No, unfortunately that doesn't work, but it's almost right.
The only way I've managed to make this work without adding a dummy
component is to put my first button in column *1*--not 0--with a
weightx of 1, so that every component in that column has the same
weightx value. Then I made its gridwidth 2, and its anchor to the
east, so that it fills those two column spots.
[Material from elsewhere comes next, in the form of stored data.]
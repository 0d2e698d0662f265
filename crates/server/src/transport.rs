use std::{
    collections::{HashMap, HashSet},
    fmt,
    sync::Arc,
};

use homeward_core::{EventFrame, Role};
use tokio::sync::{
    mpsc::{self, error::TrySendError},
    RwLock,
};
use uuid::Uuid;

pub type Outbound = Arc<EventFrame>;

/// Name of a broadcast group: `agent_<id>`, `client_<id>`, `timeline_<id>`
/// or `property_<id>`.
#[derive(Debug, Clone, PartialEq, Eq, Hash)]
pub struct GroupKey(String);

impl GroupKey {
    pub fn user(role: Role, user_id: &str) -> Self {
        Self(format!("{role}_{user_id}"))
    }

    pub fn agent(agent_id: Uuid) -> Self {
        Self::user(Role::Agent, &agent_id.to_string())
    }

    pub fn client(client_id: Uuid) -> Self {
        Self::user(Role::Client, &client_id.to_string())
    }

    pub fn timeline(timeline_id: &str) -> Self {
        Self(format!("timeline_{timeline_id}"))
    }

    pub fn property(property_id: Uuid) -> Self {
        Self(format!("property_{property_id}"))
    }

    pub fn as_str(&self) -> &str {
        &self.0
    }
}

impl fmt::Display for GroupKey {
    fn fmt(&self, f: &mut fmt::Formatter<'_>) -> fmt::Result {
        f.write_str(&self.0)
    }
}

#[derive(Default)]
struct HubState {
    connections: HashMap<Uuid, mpsc::Sender<Outbound>>,
    groups: HashMap<GroupKey, HashSet<Uuid>>,
}

/// Fan-out of outbound frames to live connections and named groups.
///
/// Each connection gets a bounded queue; a full queue drops the frame for
/// that connection only.
#[derive(Clone)]
pub struct Hub {
    state: Arc<RwLock<HubState>>,
    buffer: usize,
}

impl Hub {
    pub fn new(buffer: usize) -> Self {
        Self {
            state: Arc::new(RwLock::new(HubState::default())),
            buffer: buffer.max(1),
        }
    }

    pub async fn register(&self, connection_id: Uuid) -> mpsc::Receiver<Outbound> {
        let (tx, rx) = mpsc::channel(self.buffer);
        self.state.write().await.connections.insert(connection_id, tx);
        rx
    }

    pub async fn unregister(&self, connection_id: Uuid) {
        let mut state = self.state.write().await;
        state.connections.remove(&connection_id);
        state.groups.retain(|_, members| {
            members.remove(&connection_id);
            !members.is_empty()
        });
    }

    pub async fn join_group(&self, connection_id: Uuid, group: &GroupKey) {
        self.state
            .write()
            .await
            .groups
            .entry(group.clone())
            .or_default()
            .insert(connection_id);
    }

    pub async fn leave_group(&self, connection_id: Uuid, group: &GroupKey) {
        let mut state = self.state.write().await;
        if let Some(members) = state.groups.get_mut(group) {
            members.remove(&connection_id);
            if members.is_empty() {
                state.groups.remove(group);
            }
        }
    }

    pub async fn emit_to(&self, connection_id: Uuid, frame: Outbound) -> bool {
        let state = self.state.read().await;
        match state.connections.get(&connection_id) {
            Some(tx) => deliver(connection_id, tx, frame),
            None => false,
        }
    }

    /// Deliver to every member of `group`; returns how many queues accepted it.
    pub async fn emit_to_group(&self, group: &GroupKey, frame: Outbound) -> usize {
        self.fan_out(group, None, frame).await
    }

    pub async fn emit_to_group_except(
        &self,
        group: &GroupKey,
        except: Uuid,
        frame: Outbound,
    ) -> usize {
        self.fan_out(group, Some(except), frame).await
    }

    /// Deliver once to every connection in any of `groups`.
    pub async fn emit_to_groups(&self, groups: &[GroupKey], frame: Outbound) -> usize {
        self.fan_out_union(groups, None, frame).await
    }

    pub async fn emit_to_groups_except(
        &self,
        groups: &[GroupKey],
        except: Uuid,
        frame: Outbound,
    ) -> usize {
        self.fan_out_union(groups, Some(except), frame).await
    }

    pub async fn group_size(&self, group: &GroupKey) -> usize {
        self.state
            .read()
            .await
            .groups
            .get(group)
            .map_or(0, HashSet::len)
    }

    pub async fn connection_count(&self) -> usize {
        self.state.read().await.connections.len()
    }

    async fn fan_out_union(
        &self,
        groups: &[GroupKey],
        except: Option<Uuid>,
        frame: Outbound,
    ) -> usize {
        let state = self.state.read().await;
        let targets: HashSet<Uuid> = groups
            .iter()
            .filter_map(|group| state.groups.get(group))
            .flatten()
            .copied()
            .filter(|id| Some(*id) != except)
            .collect();
        targets
            .iter()
            .filter_map(|id| state.connections.get(id).map(|tx| (id, tx)))
            .filter(|(id, tx)| deliver(**id, tx, frame.clone()))
            .count()
    }

    async fn fan_out(&self, group: &GroupKey, except: Option<Uuid>, frame: Outbound) -> usize {
        let state = self.state.read().await;
        let Some(members) = state.groups.get(group) else {
            return 0;
        };
        members
            .iter()
            .filter(|id| Some(**id) != except)
            .filter_map(|id| state.connections.get(id).map(|tx| (id, tx)))
            .filter(|(id, tx)| deliver(**id, tx, frame.clone()))
            .count()
    }
}

fn deliver(connection_id: Uuid, tx: &mpsc::Sender<Outbound>, frame: Outbound) -> bool {
    match tx.try_send(frame) {
        Ok(()) => true,
        Err(TrySendError::Full(frame)) => {
            tracing::warn!(
                %connection_id,
                event = %frame.event,
                "outbound queue full; dropping frame"
            );
            false
        }
        Err(TrySendError::Closed(_)) => {
            tracing::debug!(%connection_id, "outbound queue closed");
            false
        }
    }
}

#[cfg(test)]
mod tests {
    use super::*;
    use homeward_core::{event::Pong, EventName};

    fn pong(timestamp: i64) -> Outbound {
        Arc::new(EventFrame::new(EventName::Pong, &Pong { timestamp }).unwrap())
    }

    #[tokio::test]
    async fn group_emit_skips_excluded_connection() {
        let hub = Hub::new(8);
        let (a, b) = (Uuid::new_v4(), Uuid::new_v4());
        let mut rx_a = hub.register(a).await;
        let mut rx_b = hub.register(b).await;
        let room = GroupKey::property(Uuid::nil());
        hub.join_group(a, &room).await;
        hub.join_group(b, &room).await;

        assert_eq!(hub.emit_to_group_except(&room, a, pong(1)).await, 1);
        assert_eq!(rx_b.recv().await.unwrap().data["timestamp"], 1);
        assert!(rx_a.try_recv().is_err());
    }

    #[tokio::test]
    async fn overlapping_groups_deliver_once() {
        let hub = Hub::new(8);
        let id = Uuid::new_v4();
        let mut rx = hub.register(id).await;
        let (client, timeline) = (GroupKey::client(Uuid::nil()), GroupKey::timeline("t"));
        hub.join_group(id, &client).await;
        hub.join_group(id, &timeline).await;

        assert_eq!(hub.emit_to_groups(&[client, timeline], pong(3)).await, 1);
        assert!(rx.recv().await.is_some());
        assert!(rx.try_recv().is_err());
    }

    #[tokio::test]
    async fn full_queue_drops_without_blocking() {
        let hub = Hub::new(1);
        let id = Uuid::new_v4();
        let mut rx = hub.register(id).await;

        assert!(hub.emit_to(id, pong(1)).await);
        assert!(!hub.emit_to(id, pong(2)).await);
        assert_eq!(rx.recv().await.unwrap().data["timestamp"], 1);
    }

    #[tokio::test]
    async fn unregister_prunes_empty_groups() {
        let hub = Hub::new(4);
        let id = Uuid::new_v4();
        let _rx = hub.register(id).await;
        let group = GroupKey::agent(Uuid::nil());
        hub.join_group(id, &group).await;
        assert_eq!(hub.group_size(&group).await, 1);

        hub.unregister(id).await;
        assert_eq!(hub.group_size(&group).await, 0);
        assert_eq!(hub.connection_count().await, 0);
    }

    #[test]
    fn group_keys_match_channel_names() {
        assert_eq!(
            GroupKey::agent(Uuid::nil()).as_str(),
            "agent_00000000-0000-0000-0000-000000000000"
        );
        assert_eq!(GroupKey::timeline("abc").as_str(), "timeline_abc");
    }
}
use anyhow::Result;
use sqlx::FromRow;
use uuid::Uuid;

use crate::StoragePool;

/// Read-only lookups over agents, clients, timelines and properties.
#[derive(Clone)]
pub struct DirectoryRepository {
    pool: StoragePool,
}

/// A property joined with its timeline and the timeline's client.
#[derive(Debug, Clone, PartialEq, Eq, FromRow)]
pub struct PropertyContext {
    pub property_id: Uuid,
    pub timeline_id: Option<Uuid>,
    pub timeline_agent_id: Option<Uuid>,
    pub client_id: Option<Uuid>,
    pub client_agent_id: Option<Uuid>,
}

#[derive(Debug, Clone, PartialEq, Eq, FromRow)]
pub struct TimelineClient {
    pub timeline_id: Uuid,
    pub client_id: Uuid,
    pub agent_id: Option<Uuid>,
}

impl DirectoryRepository {
    pub fn new(pool: StoragePool) -> Self {
        Self { pool }
    }

    pub async fn property_context(&self, property_id: Uuid) -> Result<Option<PropertyContext>> {
        let context = sqlx::query_as::<_, PropertyContext>(
            r#"
            SELECT p.property_id,
                   t.timeline_id,
                   t.agent_id AS timeline_agent_id,
                   c.client_id,
                   c.agent_id AS client_agent_id
            FROM properties p
            LEFT JOIN timelines t ON t.timeline_id = p.timeline_id
            LEFT JOIN clients c ON c.client_id = t.client_id
            WHERE p.property_id = $1
            "#,
        )
        .bind(property_id)
        .fetch_optional(self.pool.pool())
        .await?;
        Ok(context)
    }

    pub async fn timeline_client(&self, timeline_id: Uuid) -> Result<Option<TimelineClient>> {
        let client = sqlx::query_as::<_, TimelineClient>(
            r#"
            SELECT t.timeline_id, c.client_id, COALESCE(c.agent_id, t.agent_id) AS agent_id
            FROM timelines t
            JOIN clients c ON c.client_id = t.client_id
            WHERE t.timeline_id = $1
            "#,
        )
        .bind(timeline_id)
        .fetch_optional(self.pool.pool())
        .await?;
        Ok(client)
    }

    /// Oldest active agent, used when a client's record links to none.
    pub async fn any_active_agent(&self) -> Result<Option<Uuid>> {
        let agent = sqlx::query_scalar::<_, Uuid>(
            r#"
            SELECT agent_id
            FROM agents
            WHERE active
            ORDER BY created_at ASC
            LIMIT 1
            "#,
        )
        .fetch_optional(self.pool.pool())
        .await?;
        Ok(agent)
    }
}
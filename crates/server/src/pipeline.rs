use std::sync::Arc;

use homeward_core::{
    dedupe_messages,
    event::{MarkMessagesRead, MessageRead, NewMessage as NewMessageEvent, SendPropertyMessage},
    Conversation, EventFrame, EventName, Identity, Message, MessageType,
};
use homeward_storage::NewMessage;
use thiserror::Error;
use uuid::Uuid;

use crate::{
    badges::{BadgeEngine, BadgeReport},
    conversation::{ConversationResolver, NotFoundReason, ResolveError, Resolution},
    lifecycle::Connection,
    store::{GatewayStore, StoreError},
    transport::{GroupKey, Hub},
};

#[derive(Debug, Error)]
pub enum PipelineError {
    #[error("{0}")]
    InvalidPayload(String),
    #[error("anonymous connections cannot send or read messages")]
    AnonymousSender,
    #[error("{}", .0.describe())]
    NotFound(NotFoundReason),
    #[error("not permitted to access this conversation")]
    Unauthorized,
    #[error(transparent)]
    Store(#[from] StoreError),
}

impl From<ResolveError> for PipelineError {
    fn from(err: ResolveError) -> Self {
        match err {
            ResolveError::Unauthorized => PipelineError::Unauthorized,
            ResolveError::Store(err) => PipelineError::Store(err),
        }
    }
}

#[derive(Debug, Clone)]
pub struct Sent {
    pub message: Message,
    pub conversation: Conversation,
    pub badges: BadgeReport,
}

#[derive(Debug, Clone)]
pub struct MarkedRead {
    pub conversation: Conversation,
    pub message_ids: Vec<Uuid>,
    pub badges: BadgeReport,
}

#[derive(Clone)]
pub struct PipelineLimits {
    pub max_message_length: usize,
    pub history_limit: i64,
}

/// Validates, persists and fans out messages, then settles badge counts.
#[derive(Clone)]
pub struct MessagePipeline {
    store: Arc<dyn GatewayStore>,
    conversations: ConversationResolver,
    badges: BadgeEngine,
    hub: Hub,
    limits: PipelineLimits,
}

impl MessagePipeline {
    pub fn new(
        store: Arc<dyn GatewayStore>,
        conversations: ConversationResolver,
        badges: BadgeEngine,
        hub: Hub,
        limits: PipelineLimits,
    ) -> Self {
        Self {
            store,
            conversations,
            badges,
            hub,
            limits,
        }
    }

    /// Recent history for a newly joined member, ordered and free of repeats.
    pub async fn history(&self, conversation: &Conversation) -> Result<Vec<Message>, StoreError> {
        let messages = self
            .store
            .conversation_messages(conversation.id, self.limits.history_limit)
            .await?;
        Ok(dedupe_messages(messages))
    }

    pub async fn send(
        &self,
        connection: &Connection,
        request: SendPropertyMessage,
    ) -> Result<Sent, PipelineError> {
        let content = request.content.trim();
        if content.is_empty() {
            return Err(PipelineError::InvalidPayload(
                "message content is required".into(),
            ));
        }
        if content.chars().count() > self.limits.max_message_length {
            return Err(PipelineError::InvalidPayload(format!(
                "message content exceeds {} characters",
                self.limits.max_message_length
            )));
        }
        let message_type = match request.message_type.as_deref() {
            None => MessageType::default(),
            Some(raw) => match MessageType::parse(raw) {
                Some(MessageType::System) => {
                    return Err(PipelineError::InvalidPayload(
                        "system messages cannot be sent by users".into(),
                    ))
                }
                Some(kind) => kind,
                None => {
                    return Err(PipelineError::InvalidPayload(format!(
                        "unsupported message type '{raw}'"
                    )))
                }
            },
        };
        reject_anonymous(connection)?;

        let conversation = self
            .locate(connection, request.conversation_id, request.property_id)
            .await?;

        // Synthetic callers write under the conversation's real participant id.
        let sender_id = conversation.participant(connection.role);
        let message = self
            .store
            .append_message(NewMessage {
                message_id: Uuid::new_v4(),
                conversation_id: conversation.id,
                sender_id,
                sender_type: connection.role,
                content: content.to_string(),
                message_type,
            })
            .await?;

        tracing::info!(
            message_id = %message.id,
            conversation_id = %conversation.id,
            sender = %connection.user_id(),
            "message stored"
        );

        self.broadcast(
            &GroupKey::property(conversation.property_id),
            EventName::NewMessage,
            &NewMessageEvent {
                message: message.clone(),
                property_id: conversation.property_id,
            },
        )
        .await;

        let badges = self.badges.reconcile(&conversation).await;
        Ok(Sent {
            message,
            conversation,
            badges,
        })
    }

    pub async fn mark_read(
        &self,
        connection: &Connection,
        request: MarkMessagesRead,
    ) -> Result<MarkedRead, PipelineError> {
        reject_anonymous(connection)?;
        let conversation = self
            .locate(connection, request.conversation_id, request.property_id)
            .await?;

        let message_ids = self
            .store
            .mark_read(conversation.id, connection.role, request.message_ids)
            .await?;

        if !message_ids.is_empty() {
            self.broadcast(
                &GroupKey::property(conversation.property_id),
                EventName::MessageRead,
                &MessageRead {
                    conversation_id: conversation.id,
                    property_id: conversation.property_id,
                    reader_id: connection.user_id().to_string(),
                    reader_type: connection.role,
                    message_ids: message_ids.clone(),
                },
            )
            .await;
        }

        let badges = self.badges.reconcile(&conversation).await;
        Ok(MarkedRead {
            conversation,
            message_ids,
            badges,
        })
    }

    async fn locate(
        &self,
        connection: &Connection,
        conversation_id: Option<Uuid>,
        property_id: Option<Uuid>,
    ) -> Result<Conversation, PipelineError> {
        let resolution = match (conversation_id, property_id) {
            (Some(conversation_id), _) => {
                self.conversations
                    .find_by_id(conversation_id, &connection.identity, connection.role)
                    .await?
            }
            (None, Some(property_id)) => {
                self.conversations
                    .get_or_create(property_id, &connection.identity, connection.role)
                    .await?
            }
            (None, None) => {
                return Err(PipelineError::InvalidPayload(
                    "propertyId or conversationId is required".into(),
                ))
            }
        };
        match resolution {
            Resolution::Found(conversation) => Ok(conversation),
            Resolution::NotFound(reason) => Err(PipelineError::NotFound(reason)),
        }
    }

    async fn broadcast<T: serde::Serialize>(&self, group: &GroupKey, event: EventName, payload: &T) {
        match EventFrame::new(event, payload) {
            Ok(frame) => {
                self.hub.emit_to_group(group, Arc::new(frame)).await;
            }
            Err(err) => tracing::error!(error = %err, %event, "failed to encode broadcast"),
        }
    }
}

fn reject_anonymous(connection: &Connection) -> Result<(), PipelineError> {
    if matches!(connection.identity, Identity::Anonymous { .. }) {
        return Err(PipelineError::AnonymousSender);
    }
    Ok(())
}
If I put it in column 0 with a gridwidth of 2 and a weightx of 1, then
space is not correctly allocated for some reason--the button, instead
of pushing over to the right edge of column 3, takes up space midway
between columns 2 and 3. Whatever. I like GridBagLayout, I really
do, but every time I use it I have to hack something, and I end up
just feeling like an idiot, and it's all I can do to tear myself away
from trying to figure out *why* it works and just let it work with the
hack installed.
Frustrated,
Laird
A. Bolmarcich - 04 Nov 2003 16:21 GMT
> First off, apologies for using the Google news interface; I hope this
> is sent in plain text only with sane wrapping. Once I get home I'll
[quoted text clipped - 37 lines]
>
> Is there any "pure" GridBagLayout way to accomplish this?
Assign to the public instance variable double[] columnWeights of the
GridBagLayout object the value {0.0, 1.0, 0.0, 0.0}. If you do this,
you can also let the weightx constraint of the "widget" be 0.0.